As sales for top end cameras of all types declines due to over-saturation of products, something struck me as an obvious solution to stimulate this market and I wonder if any major camera companies are considering this.

What if you leased your cameras from them instead of buying them and replacing them every few years? Think about this, if you really want the latest camera body with every release, you pay a monthly fee and you get it. You don’t have to pay the full asking price, which in some cases could be quite exorbitant (Nikon D4s is an example at $7k), you get full use of the item and you get to replace it with the newer version whenever that becomes available without taking a hit on the capital expense. If you’re a professional photographer the monthly cost would be immediately tax deductible as an overhead instead of a capital expense that you can only claim depreciation on as a tax benefit later.

For the camera companies this means that they would have a steady stream of income provided there is enough buy-in and critical mass, so they wouldn’t need to gamble to any degree on the uptake of a new model they might have spent a great deal of R&D resources on. Also, the older cameras could be returned to them and hopefully recycled. How hard can it be to swap out the circuitry, refurbish the exterior and send them back out with a new brain and suit of clothes? The planet would be happier for sure.

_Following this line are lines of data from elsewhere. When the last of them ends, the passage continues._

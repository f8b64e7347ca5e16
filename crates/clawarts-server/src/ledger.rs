//! Game-state ledger: rounds, ideas, spells, characters, votes, funding and
//! settlement.
//!
//! Every public method is one store transaction. Settlement reads the
//! winning idea and the round's funding, asks the core engine for a plan,
//! then applies payouts, the treasury fee and the phase change together.

use std::sync::Arc;

use clawarts_core::character::{derive_traits, normalize_spell};
use clawarts_core::round::{next_action, round_id, RoundAction};
use clawarts_core::settlement::{credit, plan_settlement, Payout, PoolBreakdown, SettlementRates};
use clawarts_core::{
    new_id, now_millis, Character, CoreError, CoreResult, CouncilVote, Direction, FundingRecord,
    Idea, Participant, Round, RoundPhase, Spell, WorldState,
};
use rust_decimal::Decimal;
use serde::{Deserialize, Serialize};

use crate::config::{MissingParticipantPolicy, SettlementConfig};
use crate::error::AppResult;
use crate::store::{Store, Tables};

const LEADERBOARD_SIZE: usize = 50;
const ACTIVE_ROUND_SCAN: usize = 10;
const DEFAULT_STAKE_CURRENCY: &str = "DUMBLE";

#[derive(Debug, Clone)]
pub struct LedgerSettings {
    pub rates: SettlementRates,
    pub guard_double_settlement: bool,
    pub missing_participant: MissingParticipantPolicy,
    pub round_duration_ms: i64,
}

impl LedgerSettings {
    pub fn from_config(settlement: &SettlementConfig, round_duration_ms: i64) -> CoreResult<Self> {
        Ok(Self {
            rates: settlement.rates()?,
            guard_double_settlement: settlement.guard_double_settlement,
            missing_participant: settlement.missing_participant,
            round_duration_ms,
        })
    }
}
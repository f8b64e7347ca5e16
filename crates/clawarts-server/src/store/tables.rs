use std::collections::BTreeMap;
use std::ops::Deref;

use clawarts_core::board::{ThreadMessage, TickProject, TickTask};
use clawarts_core::{
    Character, CoreError, CoreResult, CouncilVote, FundingRecord, Idea, Participant, Round, Spell,
    WorldState,
};

/// Rows that are only ever appended. Reads go through the slice; the only
/// mutation is [`AppendLog::push`], so a rollback just truncates.
#[derive(Debug, Clone)]
pub struct AppendLog<T>(Vec<T>);

impl<T> Default for AppendLog<T> {
    fn default() -> Self {
        Self(Vec::new())
    }
}

impl<T> AppendLog<T> {
    pub fn push(&mut self, row: T) {
        self.0.push(row);
    }

    pub(super) fn from_rows(rows: Vec<T>) -> Self {
        Self(rows)
    }

    fn truncate(&mut self, len: usize) {
        self.0.truncate(len);
    }
}

impl<T> Deref for AppendLog<T> {
    type Target = [T];

    fn deref(&self) -> &[T] {
        &self.0
    }
}

/// Every table of the service. Rows are kept in insertion order so that
/// "newest first" queries are a reverse scan.
#[derive(Debug, Clone, Default)]
pub struct Tables {
    /// The world singleton
    pub world: Option<WorldState>,
    pub rounds: Vec<Round>,
    pub ideas: Vec<Idea>,
    pub funding: AppendLog<FundingRecord>,
    pub spells: AppendLog<Spell>,
    pub characters: Vec<Character>,
    pub votes: AppendLog<CouncilVote>,
    /// Keyed by address
    pub participants: BTreeMap<String, Participant>,
    /// Keyed by slug
    pub projects: BTreeMap<String, TickProject>,
    /// Project slug -> tick id -> task
    pub tasks: BTreeMap<String, BTreeMap<String, TickTask>>,
    pub threads: Vec<ThreadMessage>,
}

/// State needed to undo one transaction: copies of the rewritable tables and
/// the lengths of the append logs.
pub(super) struct Checkpoint {
    world: Option<WorldState>,
    rounds: Vec<Round>,
    ideas: Vec<Idea>,
    characters: Vec<Character>,
    participants: BTreeMap<String, Participant>,
    projects: BTreeMap<String, TickProject>,
    tasks: BTreeMap<String, BTreeMap<String, TickTask>>,
    threads: Vec<ThreadMessage>,
    funding_len: usize,
    spells_len: usize,
    votes_len: usize,
}

impl Tables {
    pub(super) fn checkpoint(&self) -> Checkpoint {
        Checkpoint {
            world: self.world.clone(),
            rounds: self.rounds.clone(),
            ideas: self.ideas.clone(),
            characters: self.characters.clone(),
            participants: self.participants.clone(),
            projects: self.projects.clone(),
            tasks: self.tasks.clone(),
            threads: self.threads.clone(),
            funding_len: self.funding.len(),
            spells_len: self.spells.len(),
            votes_len: self.votes.len(),
        }
    }

    pub(super) fn restore(&mut self, checkpoint: Checkpoint) {
        self.world = checkpoint.world;
        self.rounds = checkpoint.rounds;
        self.ideas = checkpoint.ideas;
        self.characters = checkpoint.characters;
        self.participants = checkpoint.participants;
        self.projects = checkpoint.projects;
        self.tasks = checkpoint.tasks;
        self.threads = checkpoint.threads;
        self.funding.truncate(checkpoint.funding_len);
        self.spells.truncate(checkpoint.spells_len);
        self.votes.truncate(checkpoint.votes_len);
    }

    pub fn world(&self) -> CoreResult<&WorldState> {
        self.world.as_ref().ok_or(CoreError::WorldNotInitialized)
    }

    pub fn world_mut(&mut self) -> CoreResult<&mut WorldState> {
        self.world.as_mut().ok_or(CoreError::WorldNotInitialized)
    }

    pub fn round(&self, round_id: &str) -> Option<&Round> {
        self.rounds.iter().find(|r| r.round_id == round_id)
    }

    pub fn round_mut(&mut self, round_id: &str) -> CoreResult<&mut Round> {
        self.rounds
            .iter_mut()
            .find(|r| r.round_id == round_id)
            .ok_or_else(|| CoreError::not_found("Round", round_id))
    }

    pub fn idea(&self, idea_id: &str) -> Option<&Idea> {
        self.ideas.iter().find(|i| i.id == idea_id)
    }

    pub fn idea_mut(&mut self, idea_id: &str) -> CoreResult<&mut Idea> {
        self.ideas
            .iter_mut()
            .find(|i| i.id == idea_id)
            .ok_or_else(|| CoreError::not_found("Idea", idea_id))
    }

    pub fn ideas_in_round(&self, round_id: &str) -> Vec<Idea> {
        self.ideas.iter().filter(|i| i.round_id == round_id).cloned().collect()
    }

    pub fn winning_idea(&self, round_id: &str) -> Option<&Idea> {
        self.ideas.iter().find(|i| i.round_id == round_id && i.is_winner)
    }

    pub fn funding_for_round(&self, round_id: &str) -> Vec<FundingRecord> {
        self.funding.iter().filter(|f| f.round_id == round_id).cloned().collect()
    }

    pub fn spells_in_round(&self, round_id: &str) -> Vec<Spell> {
        self.spells.iter().filter(|s| s.round_id == round_id).cloned().collect()
    }

    pub fn votes_in_round(&self, round_id: &str) -> Vec<CouncilVote> {
        self.votes.iter().filter(|v| v.round_id == round_id).cloned().collect()
    }

    pub fn character_mut(&mut self, id: &str) -> CoreResult<&mut Character> {
        self.characters
            .iter_mut()
            .find(|c| c.id == id)
            .ok_or_else(|| CoreError::not_found("Character", id))
    }

    pub fn character_by_spell(&self, spell_word: &str) -> Option<&Character> {
        self.characters.iter().find(|c| c.spell_word == spell_word)
    }

    pub fn project_tasks(&self, slug: &str) -> Vec<TickTask> {
        self.tasks
            .get(slug)
            .map(|tasks| tasks.values().cloned().collect())
            .unwrap_or_default()
    }
}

There are so many industries where models like this work. The motor industry is an example. I decided a year or so ago that it’s not smart for me to keep the same car for more than 5 years. So my strategy going forward is that I find the most car I can get for the least amount of monthly overhead. This assures me of a vehicle that shouldn’t give me hassles and doesn’t break me financially. I also don’t have the problem of dealing with super expensive maintenance issues on a paid off car that needs work done nearly every other month (and what cars are they building these days that are supposed to last for more than 5 to 10 years?). The cars I buy usually have a maintenance plan or long warranty so I have piece of mind that should anything major go wrong, the manufacturer is responsible for fixing it.

The cellphone industry disseminated itself into modern culture by adopting a similar business model. You took out a 2 year contract and you got the latest phone. The costs of the handset were amortised over the duration of the contract and the cellphone company also made money by selling you airtime or data concurrently with that handset. Expensive top end cameras could be disseminated into a willing market the same way surely? Lenses you could buy to own, so the more lenses they develop the easier it is to lock you into their brand.

I don’t think that this system would work for cheaper cameras, but it’s definitely something that might get more people interested in the top models that they can’t afford, like the Leica M pictured above. Or the Nikon D4s, or Canon 1DX. I could never afford to buy those cameras, but if I was paying a reduced monthly fee and I had the assurances of them replacing it with a new one in a couple of years without me having to pay more, you bet I'd be pretty keen on those Leica M bodies! The Adobe Creative Cloud model has me quite happy to pay them $9.99 a month to make full use of the latest Lightroom and Photoshop products, the latter of which I haven’t owned in several years.

What do you think? Would you be happy to pay a monthly fee for the full use of a top end camera body like a Leica M or a Nikon D4S or Canon 1DX?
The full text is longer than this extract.